A small but very well-tended garden, once for the local clergy’s rest and recreation, after meticulous recovery, since 1992 it has been open to the public, offering a pleasant and relaxing break in the city centre.

Cardinal Cristoforo Madruzzo and his Coadjutor, future bishop Johann Thomas von Spaur, commissioned master builder Johann Jakob de Quadria to build the Bishop’s Palace around 1570. In Renaissance times, the palace already had a garden. However, the garden open to visitors today, recently restored by the Superintendency of Bolzano, is based on a plan from 1831. Hemmed in by buildings and boundary walls, the garden’s limited space is divided by avenues into four geometric compartments, with a 19th-century bronze fountain in the middle. Recalling the Renaissance tradition, the flowerbeds host ornamental flowering plants and medicinal and edible plants. The innermost portions of the flowerbeds are for herbs and vegetables, while corner squares are for aromatic, medicinal and aphrodisiac herbs.

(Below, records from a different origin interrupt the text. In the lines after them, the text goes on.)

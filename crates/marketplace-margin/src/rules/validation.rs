use std::collections::BTreeSet;
use std::fmt;

use serde::Serialize;

use super::categories::{AmazonRate, B2wRate, CategoryEntry, CategoryTable};
use super::MarketplaceRules;
use crate::marketplace::Marketplace;

/// Single problem found in a rule set.
#[derive(Debug, Clone, PartialEq, Eq, Serialize)]
pub struct RuleIssue {
    pub marketplace: Marketplace,
    pub message: String,
}

impl fmt::Display for RuleIssue {
    fn fmt(&self, f: &mut fmt::Formatter<'_>) -> fmt::Result {
        write!(f, "{}: {}", self.marketplace, self.message)
    }
}

#[derive(Debug, Clone, PartialEq, Eq, thiserror::Error)]
#[error("invalid marketplace rules: {}", summarize(.issues))]
pub struct RuleValidationError {
    pub issues: Vec<RuleIssue>,
}

fn summarize(issues: &[RuleIssue]) -> String {
    issues
        .iter()
        .map(ToString::to_string)
        .collect::<Vec<_>>()
        .join("; ")
}

struct IssueCollector {
    issues: Vec<RuleIssue>,
}

impl IssueCollector {
    fn push(&mut self, marketplace: Marketplace, message: String) {
        self.issues.push(RuleIssue {
            marketplace,
            message,
        });
    }

    fn rate(&mut self, marketplace: Marketplace, field: &str, value: f64) {
        if !value.is_finite() || !(0.0..=1.0).contains(&value) {
            self.push(
                marketplace,
                format!("{field} must be a fraction between 0 and 1, got {value}"),
            );
        }
    }

    fn amount(&mut self, marketplace: Marketplace, field: &str, value: f64) {
        if !value.is_finite() || value < 0.0 {
            self.push(
                marketplace,
                format!("{field} must be a non-negative amount, got {value}"),
            );
        }
    }
}

impl MarketplaceRules {
    /// Checks every schedule and reports all problems at once.
    pub fn validate(&self) -> Result<(), RuleValidationError> {
        let mut collector = IssueCollector { issues: Vec::new() };

        let ml = Marketplace::MercadoLivre;
        collector.rate(ml, "classicRate", self.mercado_livre.classic_rate);
        collector.rate(ml, "premiumRate", self.mercado_livre.premium_rate);
        let tiers = &self.mercado_livre.fixed_fee_tiers;
        if tiers.is_empty() {
            collector.push(ml, "at least one fixed fee tier is required".to_string());
        }
        for (index, tier) in tiers.iter().enumerate() {
            if let Some(limit) = tier.up_to_price {
                collector.amount(ml, &format!("fixedFeeTiers[{index}].upToPrice"), limit);
            }
            collector.amount(ml, &format!("fixedFeeTiers[{index}].fee"), tier.fee);
        }
        match tiers.iter().filter(|tier| tier.up_to_price.is_none()).count() {
            0 if !tiers.is_empty() => collector.push(
                ml,
                "no unbounded tier; prices above the last bracket get no fixed fee".to_string(),
            ),
            0 | 1 => {}
            count => collector.push(ml, format!("{count} unbounded tiers, expected one")),
        }

        let shopee = Marketplace::Shopee;
        collector.rate(shopee, "commissionRate", self.shopee.commission_rate);
        collector.rate(shopee, "transactionFee", self.shopee.transaction_fee);
        collector.rate(shopee, "shippingProgramFee", self.shopee.shipping_program_fee);
        collector.amount(shopee, "fixedFee", self.shopee.fixed_fee);
        collector.amount(shopee, "lowPriceThreshold", self.shopee.low_price_threshold);
        collector.amount(
            shopee,
            "lowPriceFixedFeeMultiplier",
            self.shopee.low_price_fixed_fee_multiplier,
        );

        collector.rate(
            Marketplace::Magalu,
            "commissionRate",
            self.magalu.commission_rate,
        );

        if let Some(entries) = table_entries::<B2wRate>(&mut collector, Marketplace::B2w, &self.b2w)
        {
            check_rows(&mut collector, Marketplace::B2w, &entries);
        }

        let amazon = Marketplace::Amazon;
        if let Some(entries) = table_entries::<AmazonRate>(&mut collector, amazon, &self.amazon) {
            check_rows(&mut collector, amazon, &entries);
            for entry in &entries {
                let name = &entry.category;
                collector.amount(amazon, &format!("{name}.minFee"), entry.min_fee);
                if let Some(tier) = &entry.tiered {
                    collector.amount(amazon, &format!("{name}.tiered.threshold"), tier.threshold);
                    collector.rate(amazon, &format!("{name}.tiered.aboveRate"), tier.above_rate);
                }
            }
        }

        if collector.issues.is_empty() {
            Ok(())
        } else {
            Err(RuleValidationError {
                issues: collector.issues,
            })
        }
    }
}

fn table_entries<E: CategoryEntry>(
    collector: &mut IssueCollector,
    marketplace: Marketplace,
    table: &CategoryTable,
) -> Option<Vec<E>> {
    match table.entries::<E>() {
        Ok(entries) => Some(entries),
        Err(error) => {
            collector.push(marketplace, format!("category rules are not valid: {error}"));
            None
        }
    }
}

fn check_rows<E: CategoryEntry>(
    collector: &mut IssueCollector,
    marketplace: Marketplace,
    entries: &[E],
) {
    let mut seen = BTreeSet::new();
    for entry in entries {
        let name = entry.category().trim();
        if name.is_empty() {
            collector.push(marketplace, "category names must not be empty".to_string());
            continue;
        }
        if !seen.insert(name.to_string()) {
            collector.push(marketplace, format!("duplicate category '{name}'"));
        }
        collector.rate(marketplace, &format!("{name}.rate"), entry.rate());
    }
}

The flowerbeds are surrounded by low boxwood hedges, with heirloom/English roses growing in the borders, mixed in with lavender, gypsophila, larkspur and several species of grasses. A number of yew plants shaped in a conical form are examples of tradition of ars topiaria, while potted plants of bitter orange, laurel and daisies sit in the corners. Two Ginkgo biloba trees – not in the original arrangement – have been preserved on the south side of the garden because they are unusual around these latitudes. To the south stands a vast pomarium of three hectares, documented since the Middle Ages, along with perimeter walls. Within two unique 16th-century corner pavilions, which were rebuilt between the late 18th and early 19th centuries, frescoed rooms on the upper floor offer panoramic views.